//! Google Cloud Storage blob store (JSON API, simple media upload).

use std::path::Path;
use std::sync::Arc;
use std::time::{Duration, Instant};

use async_trait::async_trait;
use reqwest::Client;
use serde::Deserialize;
use tokio::sync::RwLock;
use tracing::{debug, info};

use crate::config::GcsConfig;

use super::{content_type_for, validate_key, BlobStore, StorageError};

const DEFAULT_API_BASE: &str = "https://storage.googleapis.com";

const METADATA_TOKEN_URL: &str =
    "http://metadata.google.internal/computeMetadata/v1/instance/service-accounts/default/token";

/// Refresh metadata tokens this long before they expire.
const TOKEN_EXPIRY_MARGIN: Duration = Duration::from_secs(60);

#[derive(Debug, Deserialize)]
struct MetadataToken {
    access_token: String,
    expires_in: u64,
}

#[derive(Debug, Clone)]
struct CachedToken {
    value: String,
    expires_at: Instant,
}

/// GCS client implementation.
///
/// Objects are expected to be publicly readable through bucket IAM
/// (`allUsers: roles/storage.objectViewer`); no ACLs are set per object.
pub struct GcsBlobStore {
    client: Client,
    config: GcsConfig,
    api_base: String,
    metadata_url: String,
    /// Token fetched from the metadata server (unused with a static token).
    token: Arc<RwLock<Option<CachedToken>>>,
}

impl GcsBlobStore {
    /// Create a new GCS store.
    pub fn new(config: GcsConfig) -> Result<Self, StorageError> {
        let client = Client::builder()
            .timeout(Duration::from_secs(config.timeout_secs))
            .build()
            .map_err(|e| StorageError::ConfigError(e.to_string()))?;

        info!("GCS blob store using bucket {}", config.bucket);

        Ok(Self {
            client,
            config,
            api_base: DEFAULT_API_BASE.to_string(),
            metadata_url: METADATA_TOKEN_URL.to_string(),
            token: Arc::new(RwLock::new(None)),
        })
    }

    /// Point uploads at a different API host (emulators, tests).
    pub fn with_api_base(mut self, api_base: impl Into<String>) -> Self {
        self.api_base = api_base.into();
        self
    }

    /// Point token lookups at a different metadata endpoint.
    pub fn with_metadata_url(mut self, url: impl Into<String>) -> Self {
        self.metadata_url = url.into();
        self
    }

    fn upload_url(&self, key: &str) -> String {
        format!(
            "{}/upload/storage/v1/b/{}/o?uploadType=media&name={}",
            self.api_base.trim_end_matches('/'),
            urlencoding::encode(&self.config.bucket),
            urlencoding::encode(key)
        )
    }

    /// Static token if configured, otherwise a cached metadata-server token.
    async fn access_token(&self) -> Result<String, StorageError> {
        if let Some(token) = self.config.access_token.as_ref().filter(|t| !t.is_empty()) {
            return Ok(token.clone());
        }

        {
            let cached = self.token.read().await;
            if let Some(token) = cached.as_ref() {
                if Instant::now() + TOKEN_EXPIRY_MARGIN < token.expires_at {
                    return Ok(token.value.clone());
                }
            }
        }

        debug!("Fetching GCS access token from metadata server");
        let response = self
            .client
            .get(&self.metadata_url)
            .header("Metadata-Flavor", "Google")
            .send()
            .await
            .map_err(|e| StorageError::AuthFailed(format!("metadata server unreachable: {}", e)))?;

        if !response.status().is_success() {
            return Err(StorageError::AuthFailed(format!(
                "metadata server returned HTTP {}",
                response.status()
            )));
        }

        let token: MetadataToken = response
            .json()
            .await
            .map_err(|e| StorageError::AuthFailed(format!("invalid token response: {}", e)))?;

        let value = token.access_token.clone();
        *self.token.write().await = Some(CachedToken {
            value: token.access_token,
            expires_at: Instant::now() + Duration::from_secs(token.expires_in),
        });
        Ok(value)
    }
}

#[async_trait]
impl BlobStore for GcsBlobStore {
    fn name(&self) -> &str {
        "gcs"
    }

    async fn upload(&self, local_path: &Path, key: &str) -> Result<String, StorageError> {
        validate_key(key)?;

        let data = tokio::fs::read(local_path).await.map_err(|e| {
            if e.kind() == std::io::ErrorKind::NotFound {
                StorageError::SourceMissing {
                    path: local_path.to_path_buf(),
                }
            } else {
                StorageError::Io(e)
            }
        })?;
        let size = data.len();
        let token = self.access_token().await?;

        let response = self
            .client
            .post(self.upload_url(key))
            .bearer_auth(token)
            .header(reqwest::header::CONTENT_TYPE, content_type_for(key))
            .body(data)
            .send()
            .await
            .map_err(StorageError::from_reqwest)?;

        let status = response.status();
        if !status.is_success() {
            let message = response.text().await.unwrap_or_default();
            return Err(StorageError::UploadFailed {
                status: status.as_u16(),
                message: message.chars().take(200).collect(),
            });
        }

        debug!("Uploaded {} bytes to gs://{}/{}", size, self.config.bucket, key);
        Ok(self.public_url(key))
    }

    fn public_url(&self, key: &str) -> String {
        format!(
            "{}/{}/{}",
            self.config.public_base_url.trim_end_matches('/'),
            self.config.bucket,
            key
        )
    }
}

* _Exercise instructions_: Determine how many lines of this listing contain "media", and give only the number.

* _Answer to this exercise_: 2